[Dataset entries]

§

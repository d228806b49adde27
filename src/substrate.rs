//! The spatial capability the foraging policy runs against.
//!
//! The grid environment and the continuous arena both implement
//! [`Substrate`], so [`ForagingAgent`](crate::agent::ForagingAgent) makes the
//! same decisions over either.

use std::fmt::Debug;

use crate::pheromones::ScentField;

/// One place an agent could move to this tick.
#[derive(Debug, Clone, Copy, PartialEq)]
pub struct Candidate<P, H> {
    /// Where a full step lands.
    pub target: P,
    pub heading: H,
    /// Where the trail is sensed for this option.
    pub probe: P,
}

pub trait Substrate {
    type Point: Copy + PartialEq + Debug;
    type Heading: Copy + PartialEq + Debug;
    type Field: ScentField<Self::Point>;

    /// Options reachable from `from`, in a fixed order, already filtered to
    /// the bounds. A substrate may drop options whose path is obstructed;
    /// obstacles at the target itself are filtered by the caller.
    fn candidates(&self, from: Self::Point, out: &mut Vec<Candidate<Self::Point, Self::Heading>>);

    fn is_blocked(&self, at: Self::Point) -> bool;

    fn contains(&self, at: Self::Point) -> bool;

    fn is_food(&self, at: Self::Point) -> bool;

    fn is_nest(&self, at: Self::Point) -> bool;

    fn nest(&self) -> Self::Point;

    fn nest_distance(&self, at: Self::Point) -> f32;

    /// Permanently take the food at `at`. No-op when there is none.
    fn remove_food(&mut self, at: Self::Point);

    fn food_remaining(&self) -> usize;

    /// Whether a remembered place rules out moving to `candidate`.
    fn revisits(&self, remembered: Self::Point, candidate: Self::Point) -> bool {
        remembered == candidate
    }

    fn is_reversal(&self, previous: Self::Heading, next: Self::Heading) -> bool;

    /// Where the agent actually ends up when taking `candidate` at `speed`.
    fn advance(
        &self,
        from: Self::Point,
        candidate: &Candidate<Self::Point, Self::Heading>,
        speed: f32,
    ) -> Self::Point;
}
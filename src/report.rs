use std::fs;
use std::path::Path;

use antslam::{GridSimulation, Termination};
use bevy::prelude::Resource;
use serde::Serialize;

/// Per-tick series collected while the run is going.
#[derive(Resource, Debug, Clone, Default)]
pub struct RunMetrics {
    pub carriers: Vec<usize>,
    pub pheromone_mass: Vec<f32>,
    pub finished: bool,
}

impl RunMetrics {
    /// Records one sample per completed tick; repeated calls for the same
    /// tick are ignored.
    pub fn record(&mut self, sim: &GridSimulation) {
        if sim.tick() as usize > self.carriers.len() {
            self.carriers.push(sim.carriers());
            self.pheromone_mass.push(sim.field_mass());
        }
    }

    pub fn peak_carriers(&self) -> usize {
        self.carriers.iter().copied().max().unwrap_or(0)
    }
}

#[derive(Debug, Serialize)]
pub struct RunReport<'a> {
    pub termination: Termination,
    pub ticks: u64,
    pub finished_at: String,
    pub seed: u64,
    pub agents: usize,
    pub deliveries: u32,
    pub food_remaining: usize,
    pub peak_carriers: usize,
    pub carriers_per_tick: &'a [usize],
    pub pheromone_per_tick: &'a [f32],
}

impl<'a> RunReport<'a> {
    pub fn new(
        sim: &GridSimulation,
        termination: Termination,
        seed: u64,
        metrics: &'a RunMetrics,
    ) -> Self {
        Self {
            termination,
            ticks: sim.tick(),
            finished_at: chrono::Utc::now().format("%Y-%m-%dT%H:%M:%SZ").to_string(),
            seed,
            agents: sim.agents().len(),
            deliveries: sim.deliveries(),
            food_remaining: sim.world().food().len(),
            peak_carriers: metrics.peak_carriers(),
            carriers_per_tick: &metrics.carriers,
            pheromone_per_tick: &metrics.pheromone_mass,
        }
    }

    pub fn write(&self, path: &Path) -> std::io::Result<()> {
        let json = serde_json::to_string_pretty(self)?;
        fs::write(path, json)
    }
}
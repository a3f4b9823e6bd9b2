use glam::Vec3;

use crate::core::collision::detect_box_collision;

/// Per-tick downward velocity increment.
pub const GRAVITY: f32 = -0.002;

/// Fraction of vertical speed kept when a box bounces off the ground.
pub const FRICTION: f32 = 0.5;

/// Per-tick forward (z) velocity increment for boxes with `z_acceleration`.
pub const Z_ACCELERATION: f32 = 0.0003;

/// Axis-aligned rectangular prism with position, velocity and cached faces.
///
/// The face scalars are a snapshot: they are recomputed at the start of
/// [`BoxBody::update`] (and at construction), so after position changes they
/// lag one tick behind until the next `update_sides`.
#[derive(Debug, Clone, PartialEq)]
pub struct BoxBody {
    width: f32,
    height: f32,
    depth: f32,
    pub position: Vec3,
    pub velocity: Vec3,
    pub left: f32,
    pub right: f32,
    pub top: f32,
    pub bottom: f32,
    pub front: f32,
    pub back: f32,
    pub gravity: f32,
    pub z_acceleration: bool,
}

impl BoxBody {
    /// Create a box of the given size at the origin, at rest.
    pub fn new(width: f32, height: f32, depth: f32) -> Self {
        let mut body = Self {
            width,
            height,
            depth,
            position: Vec3::ZERO,
            velocity: Vec3::ZERO,
            left: 0.0,
            right: 0.0,
            top: 0.0,
            bottom: 0.0,
            front: 0.0,
            back: 0.0,
            gravity: GRAVITY,
            z_acceleration: false,
        };
        body.update_sides();
        body
    }

    /// Unit cube (1 x 1 x 1).
    pub fn cube() -> Self {
        Self::new(1.0, 1.0, 1.0)
    }

    // -- Builder pattern --

    pub fn with_position(mut self, position: Vec3) -> Self {
        self.position = position;
        self.update_sides();
        self
    }

    pub fn with_velocity(mut self, velocity: Vec3) -> Self {
        self.velocity = velocity;
        self
    }

    pub fn with_z_acceleration(mut self, enabled: bool) -> Self {
        self.z_acceleration = enabled;
        self
    }

    /// Full size as (width, height, depth).
    pub fn size(&self) -> Vec3 {
        Vec3::new(self.width, self.height, self.depth)
    }

    pub fn half_extents(&self) -> Vec3 {
        self.size() / 2.0
    }

    /// Recompute the six face scalars from the current position.
    pub fn update_sides(&mut self) {
        let half = self.half_extents();

        self.right = self.position.x + half.x;
        self.left = self.position.x - half.x;

        self.top = self.position.y + half.y;
        self.bottom = self.position.y - half.y;

        self.front = self.position.z + half.z;
        self.back = self.position.z - half.z;
    }

    /// Advance one tick: refresh faces, accelerate forward if enabled,
    /// integrate x/z, then fall (or bounce) relative to `ground`.
    pub fn update(&mut self, ground: &BoxBody) {
        self.update_sides();

        if self.z_acceleration {
            self.velocity.z += Z_ACCELERATION;
        }

        self.position.x += self.velocity.x;
        self.position.z += self.velocity.z;

        self.apply_gravity(ground);
    }

    /// Add gravity to the vertical velocity. If the box would touch `ground`
    /// this tick it bounces with damped, inverted speed and does not move;
    /// otherwise it falls by its vertical velocity.
    pub fn apply_gravity(&mut self, ground: &BoxBody) {
        self.velocity.y += self.gravity;

        if detect_box_collision(self, ground) {
            self.velocity.y *= FRICTION;
            self.velocity.y = -self.velocity.y;
        } else {
            self.position.y += self.velocity.y;
        }
    }
}

#[cfg(test)]
mod tests {
    use super::*;

    const EPS: f32 = 1e-6;

    fn ground() -> BoxBody {
        BoxBody::new(10.0, 0.5, 50.0).with_position(Vec3::new(0.0, -2.0, 0.0))
    }

    #[test]
    fn faces_follow_position_and_extents() {
        let b = BoxBody::new(2.0, 4.0, 6.0).with_position(Vec3::new(1.0, 2.0, 3.0));
        assert_eq!(b.left, 0.0);
        assert_eq!(b.right, 2.0);
        assert_eq!(b.bottom, 0.0);
        assert_eq!(b.top, 4.0);
        assert_eq!(b.back, 0.0);
        assert_eq!(b.front, 6.0);
    }

    #[test]
    fn faces_are_stale_until_update_sides() {
        let mut b = BoxBody::cube();
        b.position.x = 5.0;
        assert_eq!(b.right, 0.5);
        b.update_sides();
        assert_eq!(b.right, 5.5);
    }

    #[test]
    fn ground_bounce_damps_and_inverts() {
        let ground = ground();
        // Bottom face sitting exactly on the ground's top face (-1.75).
        let v = -0.01;
        let mut b = BoxBody::cube()
            .with_position(Vec3::new(0.0, -1.25, 0.0))
            .with_velocity(Vec3::new(0.0, v, 0.0));
        let y_before = b.position.y;

        b.apply_gravity(&ground);

        let expected = -(v + GRAVITY) * FRICTION;
        assert!((b.velocity.y - expected).abs() < EPS, "vy={}", b.velocity.y);
        assert!(b.velocity.y > 0.0);
        assert_eq!(b.position.y, y_before);
    }

    #[test]
    fn free_fall_integrates_position() {
        let ground = ground();
        let mut b = BoxBody::cube().with_velocity(Vec3::new(0.0, -0.001, 0.0));
        b.apply_gravity(&ground);
        assert!((b.velocity.y - (-0.001 + GRAVITY)).abs() < EPS);
        assert!((b.position.y - b.velocity.y).abs() < EPS);
    }

    #[test]
    fn forward_acceleration_accumulates() {
        let ground = ground();
        let mut b = BoxBody::cube()
            .with_position(Vec3::new(0.0, -1.25, -20.0))
            .with_z_acceleration(true);

        let n = 50;
        for _ in 0..n {
            b.update(&ground);
        }

        let expected = Z_ACCELERATION * n as f32;
        assert!(
            (b.velocity.z - expected).abs() < 1e-5,
            "vz={} expected={}",
            b.velocity.z,
            expected
        );
        assert!(b.position.z > -20.0);
    }

    #[test]
    fn no_forward_acceleration_by_default() {
        let ground = ground();
        let mut b = BoxBody::cube();
        for _ in 0..10 {
            b.update(&ground);
        }
        assert_eq!(b.velocity.z, 0.0);
        assert_eq!(b.position.z, 0.0);
    }

    #[test]
    fn update_moves_horizontally_by_velocity() {
        let ground = ground();
        let mut b = BoxBody::cube().with_velocity(Vec3::new(0.05, 0.0, -0.05));
        b.update(&ground);
        assert!((b.position.x - 0.05).abs() < EPS);
        assert!((b.position.z + 0.05).abs() < EPS);
    }

    #[test]
    fn falling_box_comes_to_rest_on_ground() {
        let ground = ground();
        let mut b = BoxBody::cube().with_velocity(Vec3::new(0.0, -0.001, 0.0));
        for _ in 0..2000 {
            b.update(&ground);
        }
        // Hovering just above the ground top face, never sinking through it.
        assert!(b.bottom >= ground.top - 0.01, "bottom={}", b.bottom);
        assert!(b.bottom < ground.top + 0.05, "bottom={}", b.bottom);
        assert!(b.velocity.y.abs() < 0.01);
    }
}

§

▶ **How to complete this task**: Please give back, exactly as it stands above, the stretch from the line with "assert_eq!(b.back, 0.0);" through the line with "let v = -0.01;", and no line outside it.

▶ **Result of the task**:
        assert_eq!(b.back, 0.0);
        assert_eq!(b.front, 6.0);
    }

    #[test]
    fn faces_are_stale_until_update_sides() {
        let mut b = BoxBody::cube();
        b.position.x = 5.0;
        assert_eq!(b.right, 0.5);
        b.update_sides();
        assert_eq!(b.right, 5.5);
    }

    #[test]
    fn ground_bounce_damps_and_inverts() {
        let ground = ground();
        // Bottom face sitting exactly on the ground's top face (-1.75).
        let v = -0.01;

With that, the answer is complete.